Starting with the line that contains "use std::str::FromStr;" and stopping after the line that contains "use rand::RngCore;", copy the entries below exactly. Include nothing else.

•••

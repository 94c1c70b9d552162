//! Preset scenes.

use std::str::FromStr;
use std::sync::Arc;

use anyhow::{anyhow, Result};
use glint_core::{CheckerTexture, ImageTexture, NoiseTexture, Texture};
use glint_renderer::{
    make_box, CameraConfig, Color, ConstantMedium, Dielectric, DiffuseLight, Hittable,
    HittableList, Lambertian, Material, Metal, Quad, Rotate, Sphere, Translate, Vec3,
};
use rand::RngCore;

/// Image used by the `earth` scene, relative to the working directory.
const EARTH_TEXTURE: &str = "earthmap.jpg";

/// One of the built-in scenes.
#[derive(Debug, Clone, Copy, PartialEq, Eq)]
pub enum Preset {
    Materials,
    Checkered,
    Perlin,
    Quads,
    SimpleLight,
    CornellBox,
    CornellSmoke,
    Earth,
}

impl Preset {
    pub const ALL: [Preset; 8] = [
        Preset::Materials,
        Preset::Checkered,
        Preset::Perlin,
        Preset::Quads,
        Preset::SimpleLight,
        Preset::CornellBox,
        Preset::CornellSmoke,
        Preset::Earth,
    ];

    pub fn name(self) -> &'static str {
        match self {
            Preset::Materials => "materials",
            Preset::Checkered => "checkered",
            Preset::Perlin => "perlin",
            Preset::Quads => "quads",
            Preset::SimpleLight => "simple-light",
            Preset::CornellBox => "cornell-box",
            Preset::CornellSmoke => "cornell-smoke",
            Preset::Earth => "earth",
        }
    }

    /// Populate the world and its default camera.
    pub fn build(self, rng: &mut dyn RngCore) -> Scene {
        match self {
            Preset::Materials => materials(),
            Preset::Checkered => checkered(),
            Preset::Perlin => perlin(rng),
            Preset::Quads => quads(),
            Preset::SimpleLight => simple_light(rng),
            Preset::CornellBox => cornell_box(),
            Preset::CornellSmoke => cornell_smoke(),
            Preset::Earth => earth(),
        }
    }
}

impl FromStr for Preset {
    type Err = anyhow::Error;

    fn from_str(s: &str) -> Result<Self> {
        Preset::ALL
            .into_iter()
            .find(|preset| preset.name() == s)
            .ok_or_else(|| anyhow!("Unknown scene '{}'", s))
    }
}

/// A world plus the camera it was composed for.
pub struct Scene {
    pub world: HittableList,
    pub camera: CameraConfig,
}

fn lambertian(color: Color) -> Arc<dyn Material> {
    Arc::new(Lambertian::new(color))
}

fn light(color: Color) -> Arc<dyn Material> {
    Arc::new(DiffuseLight::new(color))
}

/// Ground plus glass bubble, mirror and brushed metal spheres.
fn materials() -> Scene {
    let ground = lambertian(Color::new(0.8, 0.8, 0.0));
    let glass: Arc<dyn Material> = Arc::new(Dielectric::new(1.5));
    let mirror: Arc<dyn Material> = Arc::new(Metal::new(Color::new(0.8, 0.8, 0.8), 0.0));
    let brushed: Arc<dyn Material> = Arc::new(Metal::new(Color::new(0.8, 0.6, 0.2), 0.7));

    let mut world = HittableList::new();
    world.push(Sphere::new(Vec3::new(0.0, -100.5, -1.0), 100.0, ground));
    world.push(Sphere::new(Vec3::new(0.0, 0.0, -1.0), 0.5, glass.clone()));
    // Negative radius flips the normals, hollowing out the glass sphere
    world.push(Sphere::new(Vec3::new(0.0, 0.0, -1.0), -0.4, glass));
    world.push(Sphere::new(Vec3::new(-1.0, 0.0, -1.0), 0.5, mirror));
    world.push(Sphere::new(Vec3::new(1.0, 0.0, -1.0), 0.5, brushed));

    let camera = CameraConfig::default()
        .with_image(400, 16.0 / 9.0)
        .with_quality(40, 10)
        .with_position(Vec3::new(-2.0, 2.0, 1.0), Vec3::new(0.0, 0.0, -1.0), Vec3::Y)
        .with_lens(40.0, 4.0, 3.4)
        .with_sky_gradient(true);

    Scene { world, camera }
}

fn checkered() -> Scene {
    let checker: Arc<dyn Texture> = Arc::new(CheckerTexture::from_colors(
        0.32,
        Color::new(0.2, 0.3, 0.1),
        Color::new(0.9, 0.9, 0.9),
    ));
    let material: Arc<dyn Material> = Arc::new(Lambertian::from_texture(checker));

    let mut world = HittableList::new();
    world.push(Sphere::new(Vec3::new(0.0, -10.0, 0.0), 10.0, material.clone()));
    world.push(Sphere::new(Vec3::new(0.0, 10.0, 0.0), 10.0, material));

    Scene {
        world,
        camera: outdoor_camera(),
    }
}

fn perlin(rng: &mut dyn RngCore) -> Scene {
    let noise: Arc<dyn Texture> = Arc::new(NoiseTexture::new(4.0, rng));
    let material: Arc<dyn Material> = Arc::new(Lambertian::from_texture(noise));

    let mut world = HittableList::new();
    world.push(Sphere::new(Vec3::new(0.0, -1000.0, 0.0), 1000.0, material.clone()));
    world.push(Sphere::new(Vec3::new(0.0, 2.0, 0.0), 2.0, material));

    Scene {
        world,
        camera: outdoor_camera(),
    }
}

fn quads() -> Scene {
    let mut world = HittableList::new();
    let panels = [
        (Vec3::new(-3.0, -2.0, 5.0), Vec3::new(0.0, 0.0, -4.0), Vec3::new(0.0, 4.0, 0.0), Color::new(1.0, 0.2, 0.2)),
        (Vec3::new(-2.0, -2.0, 0.0), Vec3::new(4.0, 0.0, 0.0), Vec3::new(0.0, 4.0, 0.0), Color::new(0.2, 1.0, 0.2)),
        (Vec3::new(3.0, -2.0, 1.0), Vec3::new(0.0, 0.0, 4.0), Vec3::new(0.0, 4.0, 0.0), Color::new(0.2, 0.2, 1.0)),
        (Vec3::new(-2.0, 3.0, 1.0), Vec3::new(4.0, 0.0, 0.0), Vec3::new(0.0, 0.0, 4.0), Color::new(1.0, 0.5, 0.0)),
        (Vec3::new(-2.0, -3.0, 5.0), Vec3::new(4.0, 0.0, 0.0), Vec3::new(0.0, 0.0, -4.0), Color::new(0.2, 0.8, 0.8)),
    ];
    for (q, u, v, color) in panels {
        world.push(Quad::new(q, u, v, lambertian(color)));
    }

    let camera = CameraConfig::default()
        .with_image(400, 1.0)
        .with_quality(100, 50)
        .with_position(Vec3::new(0.0, 0.0, 9.0), Vec3::ZERO, Vec3::Y)
        .with_lens(80.0, 0.0, 10.0)
        .with_background(Color::new(0.7, 0.8, 1.0));

    Scene { world, camera }
}

fn simple_light(rng: &mut dyn RngCore) -> Scene {
    let noise: Arc<dyn Texture> = Arc::new(NoiseTexture::new(4.0, rng));
    let material: Arc<dyn Material> = Arc::new(Lambertian::from_texture(noise));
    let lamp = light(Color::splat(4.0));

    let mut world = HittableList::new();
    world.push(Sphere::new(Vec3::new(0.0, -1000.0, 0.0), 1000.0, material.clone()));
    world.push(Sphere::new(Vec3::new(0.0, 2.0, 0.0), 2.0, material));
    world.push(Sphere::new(Vec3::new(0.0, 7.0, 0.0), 2.0, lamp.clone()));
    world.push(Quad::new(
        Vec3::new(3.0, 1.0, -2.0),
        Vec3::new(2.0, 0.0, 0.0),
        Vec3::new(0.0, 2.0, 0.0),
        lamp,
    ));

    let camera = CameraConfig::default()
        .with_image(400, 16.0 / 9.0)
        .with_quality(100, 50)
        .with_position(Vec3::new(26.0, 3.0, 6.0), Vec3::new(0.0, 2.0, 0.0), Vec3::Y)
        .with_lens(20.0, 0.0, 10.0)
        .with_background(Color::ZERO);

    Scene { world, camera }
}

/// Five walls of a 555 unit box with a ceiling light.
fn cornell_room(world: &mut HittableList, lamp: Color, lamp_half_size: f32) {
    let red = lambertian(Color::new(0.65, 0.05, 0.05));
    let white = lambertian(Color::splat(0.73));
    let green = lambertian(Color::new(0.12, 0.45, 0.15));

    world.push(Quad::new(Vec3::new(555.0, 0.0, 0.0), Vec3::new(0.0, 555.0, 0.0), Vec3::new(0.0, 0.0, 555.0), green));
    world.push(Quad::new(Vec3::ZERO, Vec3::new(0.0, 555.0, 0.0), Vec3::new(0.0, 0.0, 555.0), red));
    world.push(Quad::new(Vec3::new(0.0, 555.0, 0.0), Vec3::new(555.0, 0.0, 0.0), Vec3::new(0.0, 0.0, 555.0), white.clone()));
    world.push(Quad::new(Vec3::ZERO, Vec3::new(555.0, 0.0, 0.0), Vec3::new(0.0, 0.0, 555.0), white.clone()));
    world.push(Quad::new(Vec3::new(0.0, 0.0, 555.0), Vec3::new(555.0, 0.0, 0.0), Vec3::new(0.0, 555.0, 0.0), white));

    let corner = Vec3::new(277.5 - lamp_half_size, 554.0, 277.5 - lamp_half_size);
    world.push(Quad::new(
        corner,
        Vec3::new(2.0 * lamp_half_size, 0.0, 0.0),
        Vec3::new(0.0, 0.0, 2.0 * lamp_half_size),
        light(lamp),
    ));
}

/// The two Cornell blocks, turned and placed on the floor.
fn cornell_blocks() -> [Arc<dyn Hittable>; 2] {
    let white = lambertian(Color::splat(0.73));

    let tall: Arc<dyn Hittable> = Arc::new(make_box(Vec3::ZERO, Vec3::new(165.0, 330.0, 165.0), white.clone()));
    let tall: Arc<dyn Hittable> = Arc::new(Rotate::around_y(tall, 15.0));
    let tall: Arc<dyn Hittable> = Arc::new(Translate::new(tall, Vec3::new(265.0, 0.0, 295.0)));

    let short: Arc<dyn Hittable> = Arc::new(make_box(Vec3::ZERO, Vec3::splat(165.0), white));
    let short: Arc<dyn Hittable> = Arc::new(Rotate::around_y(short, -18.0));
    let short: Arc<dyn Hittable> = Arc::new(Translate::new(short, Vec3::new(130.0, 0.0, 65.0)));

    [tall, short]
}

fn cornell_camera() -> CameraConfig {
    CameraConfig::default()
        .with_image(600, 1.0)
        .with_quality(200, 50)
        .with_position(Vec3::new(278.0, 278.0, -800.0), Vec3::new(278.0, 278.0, 0.0), Vec3::Y)
        .with_lens(40.0, 0.0, 10.0)
        .with_background(Color::ZERO)
}

fn cornell_box() -> Scene {
    let mut world = HittableList::new();
    cornell_room(&mut world, Color::splat(15.0), 65.0);
    for block in cornell_blocks() {
        world.add(block);
    }

    Scene {
        world,
        camera: cornell_camera(),
    }
}

fn cornell_smoke() -> Scene {
    let mut world = HittableList::new();
    cornell_room(&mut world, Color::splat(7.0), 150.0);

    let [tall, short] = cornell_blocks();
    world.push(ConstantMedium::new(tall, 0.01, Color::ZERO));
    world.push(ConstantMedium::new(short, 0.01, Color::ONE));

    Scene {
        world,
        camera: cornell_camera(),
    }
}

fn earth() -> Scene {
    let texture: Arc<dyn Texture> = Arc::new(ImageTexture::open(EARTH_TEXTURE));
    let surface: Arc<dyn Material> = Arc::new(Lambertian::from_texture(texture));

    let mut world = HittableList::new();
    world.push(Sphere::new(Vec3::ZERO, 2.0, surface));

    let camera = CameraConfig::default()
        .with_image(400, 16.0 / 9.0)
        .with_quality(100, 50)
        .with_position(Vec3::new(0.0, 0.0, 12.0), Vec3::ZERO, Vec3::Y)
        .with_lens(20.0, 0.0, 10.0)
        .with_background(Color::new(0.7, 0.8, 1.0));

    Scene { world, camera }
}

fn outdoor_camera() -> CameraConfig {
    CameraConfig::default()
        .with_image(400, 16.0 / 9.0)
        .with_quality(100, 50)
        .with_position(Vec3::new(13.0, 2.0, 3.0), Vec3::ZERO, Vec3::Y)
        .with_lens(20.0, 0.0, 10.0)
        .with_background(Color::new(0.7, 0.8, 1.0))
}
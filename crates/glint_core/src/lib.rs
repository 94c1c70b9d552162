//! Glint Core - surface color sources for the path tracer.
//!
//! This crate provides:
//!
//! - **Textures**: `SolidColor`, `CheckerTexture`, `ImageTexture`, `NoiseTexture`
//! - **Image loading**: `ImageData`, a byte-addressed RGB image
//! - **Noise**: `Perlin`, a gradient noise field with turbulence
//!
//! # Example
//!
//! ```ignore
//! use glint_core::{CheckerTexture, Texture};
//!
//! let checker = CheckerTexture::from_colors(0.32, Color::new(0.2, 0.3, 0.1), Color::splat(0.9));
//! let c = checker.value(0.0, 0.0, Vec3::new(0.1, 0.0, 0.0));
//! ```

pub mod image_data;
pub mod perlin;
pub mod texture;

use glint_math::Vec3;

/// Color type alias (linear RGB, typically 0-1 per channel)
pub type Color = Vec3;

// Re-export commonly used types
pub use image_data::{ImageData, TextureError, TextureResult};
pub use perlin::Perlin;
pub use texture::{CheckerTexture, ImageTexture, NoiseTexture, SolidColor, Texture};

•••

▶ _Response to this task_:
use std::str::FromStr;
use std::sync::Arc;

use anyhow::{anyhow, Result};
use glint_core::{CheckerTexture, ImageTexture, NoiseTexture, Texture};
use glint_renderer::{
    make_box, CameraConfig, Color, ConstantMedium, Dielectric, DiffuseLight, Hittable,
    HittableList, Lambertian, Material, Metal, Quad, Rotate, Sphere, Translate, Vec3,
};
use rand::RngCore;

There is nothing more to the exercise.